The nitty gritty of nits and lice

Kinderling News & Features

One mention of the words ‘nits’ or ‘lice’ and watch as everyone around you starts scratching their head. Not only are they infuriatingly itchy, but they are infuriatingly contaigous.

CHOICE Australia’s Kate Browne has both personal and professional experience with nits – with her two daughters, and through research for CHOICE. She gives us the nitty gritty on treating these little bugs, and the best way to get rid of them. 

Is there a difference between nits and lice?

“Nits are actually the eggs. They're the little eggs glued on to the hair. Lice are the little critters that are running around laying the eggs,” Kate says. So once the nits are hatched, they are known as lice.

How do kids get them?

Kate says there are a few myths around how lice get into hair.

“One is that they can jump and fly. That's not true. Nits can only crawl,” she explains. “They swing basically from one head to another. They've got little hooks on the end of their legs … and that's why younger children tend to get them because they tend to put their heads together a lot more than older children.”

Are there preventative measures to take?

“There are some. They're not 100 percent ironclad,” Kate says. “What I think is really interesting when you just said those things is there are so many theories about nits and so much misinformation gets spread from parent to parent, a bit like the lice themselves. And it was really only when I looked into it and spoke to experts I realised how many of these things aren't true.”

“Preventative sprays, as an academic pointed out to me, don't work in the sense that once lice are on your head, even if they don't like it there, they can't get off because they can't jump, they can't fly away. So the idea of a preventative is kind of a bit of a moot point.”

Listen to Kate on Kinderling Conversation: 

There are a few things you can do to stop lice climbing aboard in the first place.

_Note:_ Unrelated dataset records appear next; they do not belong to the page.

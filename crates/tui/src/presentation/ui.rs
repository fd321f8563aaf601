//! Frame composition for all application modes.

use ratatui::{
    Frame,
    layout::{Constraint, Direction, Layout, Rect},
    text::{Line, Span},
    widgets::{Block, Borders, Clear, List, ListItem, ListState, Paragraph},
};

use wyrmdex_data::QuestKind;

use crate::presentation::theme::WyrmdexTheme;
use crate::screens::builder::BuilderScreen;
use crate::screens::quest_detail::quest_rows;
use crate::state::{AppMode, ChildScreen};

/// Everything the composer needs for one frame.
pub struct FrameContext<'a> {
    pub builder: &'a BuilderScreen,
    pub mode: &'a AppMode,
    pub quest_entries: &'a [(i64, String, QuestKind)],
    pub show_hints: bool,
}

pub fn draw(frame: &mut Frame, ctx: &FrameContext, theme: &WyrmdexTheme) {
    match ctx.mode {
        AppMode::Builder => draw_builder(frame, ctx, theme),
        AppMode::QuestList { selected } => draw_quest_list(frame, ctx, theme, *selected),
        AppMode::QuestDetail { rx } => draw_quest_detail(frame, theme, rx),
        AppMode::Child(child) => {
            draw_builder(frame, ctx, theme);
            draw_child(frame, theme, child);
        }
    }
}

fn draw_builder(frame: &mut Frame, ctx: &FrameContext, theme: &WyrmdexTheme) {
    let [main, hints] = split_with_hints(frame.area(), ctx.show_hints);

    let mut lines = Vec::new();
    for panel in ctx.builder.panels() {
        let selected = panel.index() == ctx.builder.selected();
        let marker = if selected { "▸ " } else { "  " };
        lines.push(Line::from(Span::styled(
            format!("{marker}{} {}", theme.slot_glyph(panel.slot()), panel.slot()),
            theme.slot_style(selected),
        )));
        for text in panel.lines() {
            lines.push(Line::from(Span::styled(
                format!("    {text}"),
                theme.value_style(),
            )));
        }
    }

    let paragraph = Paragraph::new(lines).block(
        Block::default()
            .borders(Borders::ALL)
            .title("Armor Set Builder"),
    );
    frame.render_widget(paragraph, main);

    if ctx.show_hints {
        let hint = "↑/↓ slot · Enter change · d decorations · a/x bind/unbind · r remove · p all armor · l quests · h hints · q quit";
        frame.render_widget(
            Paragraph::new(Line::from(Span::styled(hint, theme.hint_style()))),
            hints,
        );
    }
}

fn draw_quest_list(frame: &mut Frame, ctx: &FrameContext, theme: &WyrmdexTheme, selected: usize) {
    let items: Vec<ListItem> = ctx
        .quest_entries
        .iter()
        .map(|(_, name, kind)| {
            ListItem::new(Line::from(Span::styled(
                name.clone(),
                theme.quest_kind_style(*kind),
            )))
        })
        .collect();

    let mut state = ListState::default();
    state.select(Some(selected));

    let list = List::new(items)
        .block(Block::default().borders(Borders::ALL).title("Quests"))
        .highlight_style(theme.slot_style(true))
        .highlight_symbol("▸ ");
    frame.render_stateful_widget(list, frame.area(), &mut state);
}

fn draw_quest_detail(
    frame: &mut Frame,
    theme: &WyrmdexTheme,
    rx: &tokio::sync::watch::Receiver<Option<wyrmdex_data::DataResult<wyrmdex_data::QuestRecord>>>,
) {
    let lines: Vec<Line> = match &*rx.borrow() {
        None => vec![Line::from("Loading...")],
        Some(Err(_)) => vec![Line::from("Quest not found.")],
        Some(Ok(quest)) => quest_rows(quest)
            .iter()
            .map(|cell| line_owned(cell.line(theme)))
            .collect(),
    };

    let paragraph =
        Paragraph::new(lines).block(Block::default().borders(Borders::ALL).title("Quest"));
    frame.render_widget(paragraph, frame.area());
}

fn draw_child(frame: &mut Frame, theme: &WyrmdexTheme, child: &ChildScreen) {
    let area = centered(frame.area(), 40, 12);
    frame.render_widget(Clear, area);

    let lines: Vec<Line> = match child {
        ChildScreen::WeaponSlotChooser { selected } => (0u8..=3)
            .map(|count| {
                let text = format!("{count} slot(s)");
                Line::from(Span::styled(text, theme.slot_style(count == *selected)))
            })
            .collect(),
        ChildScreen::ArmorChooser {
            entries, selected, ..
        }
        | ChildScreen::ArmorPicker {
            entries, selected, ..
        }
        | ChildScreen::DecorationChooser {
            entries, selected, ..
        } => entries
            .iter()
            .enumerate()
            .map(|(i, entry)| {
                Line::from(Span::styled(
                    entry.name.clone(),
                    theme.slot_style(i == *selected),
                ))
            })
            .collect(),
        ChildScreen::TalismanEditor { presets, selected } => presets
            .iter()
            .enumerate()
            .map(|(i, talisman)| {
                Line::from(Span::styled(
                    format!("{} (R{})", talisman.name, talisman.rarity),
                    theme.slot_style(i == *selected),
                ))
            })
            .collect(),
    };

    let paragraph =
        Paragraph::new(lines).block(Block::default().borders(Borders::ALL).title(child.title()));
    frame.render_widget(paragraph, area);
}

/// Detaches a line from the cell it was built from.
fn line_owned(line: Line<'_>) -> Line<'static> {
    let spans: Vec<Span<'static>> = line
        .spans
        .into_iter()
        .map(|span| Span::styled(span.content.into_owned(), span.style))
        .collect();
    Line::from(spans)
}

fn split_with_hints(area: Rect, show_hints: bool) -> [Rect; 2] {
    if show_hints {
        let chunks = Layout::default()
            .direction(Direction::Vertical)
            .constraints([Constraint::Min(1), Constraint::Length(1)])
            .split(area);
        [chunks[0], chunks[1]]
    } else {
        [area, Rect::default()]
    }
}

fn centered(area: Rect, width: u16, height: u16) -> Rect {
    let width = width.min(area.width);
    let height = height.min(area.height);
    Rect {
        x: area.x + (area.width - width) / 2,
        y: area.y + (area.height - height) / 2,
        width,
        height,
    }
}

  • Discouraging your child from hugging kids at daycare
  • Tying hair back
  • “The jury's out on whether things like putting hairspray on your head just so it's a bit harder to get purchase or probably to have those flyaway hairs probably a really good idea.”
  • Don’t share hats or brushes 

What is the most effective treatment?

Once those little lice are up there on a head, they’re not getting off. They’re busy drinking your blood, laying eggs and have a family - w hich means you can’t just hope they go away!

A lot of parents might remember back in the day spraying their head with tea tree oil or dousing their hair in a treatment picked up from the chemist. And while those treatments may have worked once upon a time, Kate says that lice immunity is now increasing, which means those treatments are no longer as effective.

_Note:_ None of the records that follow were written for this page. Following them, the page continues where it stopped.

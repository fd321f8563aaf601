//! Frontend-agnostic UI core: the session view-model, its update-event
//! channel, and the background-value helper.
pub mod event;
pub mod tasks;
pub mod view_model;

pub use event::SlotUpdate;
pub use tasks::spawn_value;
pub use view_model::SetBuilderModel;
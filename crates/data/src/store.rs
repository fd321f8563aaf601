//! In-memory stores producing row cursors.
//!
//! These stand in for the database layer: every query hands back a
//! [`VecCursor`] so consumers go through the same single-pass,
//! release-on-exit discipline a real cursor would demand.

use std::collections::HashMap;

use crate::armor::{ArmorCatalog, ArmorPiece, Decoration};
use crate::common::{HunterKind, Rank};
use crate::cursor::{CursorExt, VecCursor};
use crate::error::DataResult;
use crate::quest::QuestRecord;
use crate::session::EquipSlot;

/// Quest table with cursor-producing query shapes.
#[derive(Clone, Debug, Default)]
pub struct QuestStore {
    quests: Vec<QuestRecord>,
}

impl QuestStore {
    pub fn new(quests: Vec<QuestRecord>) -> Self {
        Self { quests }
    }

    /// All quests in table order.
    pub fn all_quests(&self) -> VecCursor<QuestRecord> {
        VecCursor::new(self.quests.clone())
    }

    /// Quests for one hunter kind, in table order.
    pub fn quests_for(&self, hunter: HunterKind) -> VecCursor<QuestRecord> {
        let rows = self
            .quests
            .iter()
            .filter(|quest| quest.hunter == hunter)
            .cloned()
            .collect();
        VecCursor::new(rows)
    }

    /// Single quest by id; fails with `EmptyResult` when unknown.
    pub fn quest_by_id(&self, id: i64) -> DataResult<QuestRecord> {
        let rows = self
            .quests
            .iter()
            .filter(|quest| quest.id == id)
            .cloned()
            .collect();
        VecCursor::new(rows).first(Ok)
    }
}

/// Armor and decoration lookup backing the session view-model.
#[derive(Clone, Debug, Default)]
pub struct ArmorIndex {
    pieces: HashMap<i64, ArmorPiece>,
    decorations: HashMap<i64, Decoration>,
}

impl ArmorIndex {
    pub fn new(pieces: Vec<ArmorPiece>, decorations: Vec<Decoration>) -> Self {
        Self {
            pieces: pieces.into_iter().map(|p| (p.id, p)).collect(),
            decorations: decorations.into_iter().map(|d| (d.id, d)).collect(),
        }
    }

    /// Pieces matching the chooser constraints, sorted by id for a stable
    /// listing order.
    pub fn pieces_for(&self, slot: EquipSlot, rank: Rank, hunter: HunterKind) -> Vec<&ArmorPiece> {
        let mut out: Vec<&ArmorPiece> = self
            .pieces
            .values()
            .filter(|piece| piece.slot == slot && piece.rank == rank && piece.hunter == hunter)
            .collect();
        out.sort_by_key(|piece| piece.id);
        out
    }

    /// Every piece, sorted by id (the full armor list picker).
    pub fn all_pieces(&self) -> Vec<&ArmorPiece> {
        let mut out: Vec<&ArmorPiece> = self.pieces.values().collect();
        out.sort_by_key(|piece| piece.id);
        out
    }

    pub fn all_decorations(&self) -> Vec<&Decoration> {
        let mut out: Vec<&Decoration> = self.decorations.values().collect();
        out.sort_by_key(|decoration| decoration.id);
        out
    }
}

impl ArmorCatalog for ArmorIndex {
    fn piece(&self, id: i64) -> Option<&ArmorPiece> {
        self.pieces.get(&id)
    }

    fn decoration(&self, id: i64) -> Option<&Decoration> {
        self.decorations.get(&id)
    }
}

“Experts say they're becoming quite resistant to some of the treatments that we use,” Kate says.

Plus, these treatments are only going to kill the live lice but won’t remove the nit eggs. When the eggs hatch, more critters will come out and you’ll have to run the treatment again, as well as combing it out.

Instead, the most effective treatment now is as simple and cheap as a huge bottle of your normal hair conditioner. Experts have said it works because it smothers the lice.

“You put the conditioner on dry hair, it smothers the lice so they can't breathe, it bogs up their breathing apparatus and stuns them because they can move really fast. What it does is it sort of clogs them up [and] they stop moving,” she explains. 

Kate recommends buying conditioner pale in colour, and a plastic or metal nit comb.

You then put conditioner over and comb it all out. “I use paper towel, wipe that conditioner on and you can see the bugs because they're dark-coloured. You need to do it every second day for about 10 days to break that cycle because every adult louse that's running around has laid eggs. And their life cycle is about 10 days as well.” 

Do kids have to stay home?

You probably do need to keep them home for a day, depending on how long it will take to comb out the hair.

“Generally, the rule is if they're discovered by the parent or by the school, you need to keep your child home and start the treatment. However, as you point out so many kids have them, no children will be at school if they had to stay home the whole time.” Kate explains. “As they are undergoing treatment then they are okay to go back to school and in my own experience that first comb through is where you're going to get the majority of adults who are causing the problem.” 

They should be good to go as long as you've tied their hair up, make sure they're not sharing hats and have washed the pillowcases.